Straßenbau

Bund und Land einigen sich zum Ausbau der Bundesstraße 31

Dutzende Laster und Autos fahren auf der Bundesstraße 31 durch den Friedrichshafener Teilort Fischbach (Baden-Württemberg) am Bodensee. (Bild: dpa)

Der Aus- und Neubau der Bundesstraße 31 soll die Straßen rund um den nördlichen Bodensee entlasten. Bund und Land sprechen sich nun für den Bau der sogenannten Variante B1 aus, die von Meersburg aus südlich an Stetten vorbeiführt.

Nachdem nun das erweiterte Verkehrsgutachten vorliegt, haben das Bundesverkehrsministerium (BMVI), das Verkehrsministerium und das Regierungspräsidium Tübingen über die Notwendigkeit eines vier- oder dreistreifigen Straßenquerschnitts der künftigen Bundesstraße 31 (B 31) zwischen Immenstaad und Meersburg gesprochen. Das Gutachten war erforderlich, weil sich bei den vertieften Planungen gezeigt hat, dass die Verkehrsbelastung im Grenzbereich zwischen einer dreistreifigen und einer zweibahnigen beziehungsweise vierstreifigen Lösung liegt.

Das Landesverkehrsministerium hatte sich in einer Gesamtabwägung gegenüber dem Bund für einen dreistreifigen Querschnitt ausgesprochen, da sich damit die Kosten, der Flächenverbrauch, die Belastungen für die Landwirtschaft und insgesamt die negativen Auswirkungen auf Landschaft und Umwelt reduzieren ließen. Die verkehrliche Leistungsfähigkeit könne in den betrachteten Ausbauabschnitten zwischen Überlingen und Immenstaad überwiegend erreicht werden.
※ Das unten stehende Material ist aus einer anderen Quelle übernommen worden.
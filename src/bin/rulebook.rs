// Copyright 2022 Sean Gillespie.
//
// Licensed under the Apache License, Version 2.0 <LICENSE-APACHE or
// http://www.apache.org/licenses/LICENSE-2.0> or the MIT license
// <LICENSE-MIT or http://opensource.org/licenses/MIT>, at your
// option. This file may not be copied, modified, or distributed
// except according to those terms.

use std::{
    fs,
    io::{self, BufRead},
    path::{Path, PathBuf},
};

use anyhow::{anyhow, Context};
use rulebook::{
    core::{Color, Coordinate},
    Game, MoveOutcome, Snapshot,
};
use structopt::StructOpt;
use tracing_subscriber::{filter::LevelFilter, EnvFilter, FmtSubscriber};

/// Plays a game of chess from commands read on standard input.
///
/// Commands: `move <from-file> <from-rank> <to-file> <to-rank>`, `board`, `status`, `quit`.
#[derive(Debug, StructOpt)]
struct Options {
    /// Snapshot file to resume a game from.
    #[structopt(long)]
    load: Option<PathBuf>,
    /// Snapshot file to write after every accepted move.
    #[structopt(long)]
    save: Option<PathBuf>,
}

fn main() -> anyhow::Result<()> {
    let filter = EnvFilter::try_from_default_env().unwrap_or_else(|_| EnvFilter::new("warn"));
    let subscriber = FmtSubscriber::builder()
        .with_max_level(LevelFilter::DEBUG)
        .with_env_filter(filter)
        .with_writer(io::stderr)
        .finish();
    tracing::subscriber::set_global_default(subscriber).expect("setting default subscriber failed");

    let opts = Options::from_args();
    let mut game = match opts.load {
        Some(ref path) => {
            let json = fs::read_to_string(path)
                .with_context(|| format!("reading snapshot {}", path.display()))?;
            Snapshot::from_json(json)?.restore()?
        }
        None => Game::new(),
    };

    print!("{}", game.board());
    println!("turn: {}", game.turn());
    let stdin = io::stdin();
    for maybe_line in stdin.lock().lines() {
        let line = maybe_line?;
        let components: Vec<_> = line.split_whitespace().collect();
        let (&command, arguments) = components.split_first().unwrap_or((&"", &[]));
        match (command, arguments) {
            ("move", args) => handle_move(&mut game, args, opts.save.as_deref())?,
            ("board", []) => print!("{}", game.board()),
            ("status", []) => handle_status(&game),
            ("quit", []) => break,
            ("", []) => {}
            _ => println!("unrecognized command: {} {:?}", command, arguments),
        }
    }

    Ok(())
}

fn handle_move(game: &mut Game, args: &[&str], save: Option<&Path>) -> anyhow::Result<()> {
    if game.is_over() {
        println!("the game is over");
        return Ok(());
    }

    let (start, end) = match parse_move(args) {
        Ok(squares) => squares,
        Err(err) => {
            println!("invalid move: {}", err);
            return Ok(());
        }
    };

    match game.make_move(start, end) {
        Ok(MoveOutcome::Continue { next_turn, .. }) => {
            print!("{}", game.board());
            println!("turn: {}", next_turn);
        }
        Ok(MoveOutcome::GameOver {
            winner,
            white_score,
            black_score,
        }) => {
            print!("{}", game.board());
            println!("game over, {} wins", winner);
            println!("{}: {}", Color::White, white_score);
            println!("{}: {}", Color::Black, black_score);
        }
        Err(err) => {
            println!("illegal move: {}", err);
            return Ok(());
        }
    }

    if let Some(path) = save {
        let json = game.snapshot().to_json()?;
        fs::write(path, json).with_context(|| format!("writing snapshot {}", path.display()))?;
    }

    Ok(())
}

fn parse_move(args: &[&str]) -> anyhow::Result<(Coordinate, Coordinate)> {
    let axes = args
        .iter()
        .map(|arg| arg.parse::<i32>())
        .collect::<Result<Vec<_>, _>>()?;
    match axes[..] {
        [from_file, from_rank, to_file, to_rank] => Ok((
            Coordinate::new(from_file, from_rank)?,
            Coordinate::new(to_file, to_rank)?,
        )),
        _ => Err(anyhow!("expected four coordinates, got {}", axes.len())),
    }
}

fn handle_status(game: &Game) {
    match game.find_winner() {
        Some(winner) => println!("winner: {}", winner),
        None => println!("winner: none"),
    }
    println!("{}: {}", Color::White, game.player_score(Color::White));
    println!("{}: {}", Color::Black, game.player_score(Color::Black));
    println!("turn: {}", game.turn());
}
Bund überzeugt vierstreifige Lösung

Verkehrsminister Winfried Hermann sagte: „Meines Erachtens kann nur eine dreistreifige Lösung mit einer Querschnittsbreite von 15,5 Metern gegenüber der 28 Meter Querschnittsbreite eines zweibahnigen autobahnähnlichen Querschnitts in dieser hochsensiblen Bodenseelandschaft gebaut werden. Es gilt, die Problematik mit einem weiten Horizont zu betrachten. Aus unserer Sicht dürfen daher nicht nur verkehrliche Aspekte in den Vordergrund gestellt werden. Aspekte des Naturschutzes und des Landschaftsschutzes sowie die Belange des Obst- und Weinbaus haben ebenfalls einen hohen Stellenwert. Zudem könnten mit einer dreistreifigen B 31 alle wesentlichen verkehrlichen Ziele mit nur leichten Einschränkungen der Verkehrsqualität erreicht werden könnten. Dies hat das Verkehrsgutachten des Regierungspräsidiums Tübingen bestätigt.“

Für das Bundesverkehrsministerium sind bei einer Abwägung die grundsätzlichen verkehrlichen Punkte wesentlich. „Für den zweibahnigen, vierstreifigen Querschnitt spricht insbesondere die Erhöhung der Verkehrssicherheit, die bessere Entlastung der Ortsdurchfahrten sowie die überregionale Verbindungsfunktion der B 31. Nicht ohne Grund ist die B 31 auch so im Bundesverkehrswegeplan – und durch den Bundesgesetzgeber im Bedarfsplan – eingestuft. Wir schließen uns daher der fachlichen Bewertung des Regierungspräsidiums Tübingen an“, so Steffen Bilger, Parlamentarischer Staatssekretär im Bundesverkehrsministerium.

Entscheidung für Variante B1

Dem Landesverkehrsministerium ist bewusst, dass der Bau der künftigen B 31 einen erheblichen Eingriff darstellt. Die Variante B1 stellt unter Abwägung aller relevanten Aspekte die beste Trasse dar, da die anderen Varianten ebenfalls in wesentliche Schutzbereiche eingreifen würden. Darauf aufbauend werden Bund und Land jetzt die notwendige Projektabstimmung vornehmen.

„In der nächsten Planungsstufe wird der Fokus darauf liegen, die Planung der Variante B1 weiter zu optimieren und möglichst verträglich zu gestalten – für Natur und Landschaft, für die Landwirte und die Betroffenen. Wir wollen den Flächenverbrauch in dieser so hochwertigen und sensiblen Landschaft so gering wie möglich halten, was mit dem nun festgelegten zweibahnigen, vierstreifigen Ausbaus sehr schwierig wird“, betont Minister Hermann.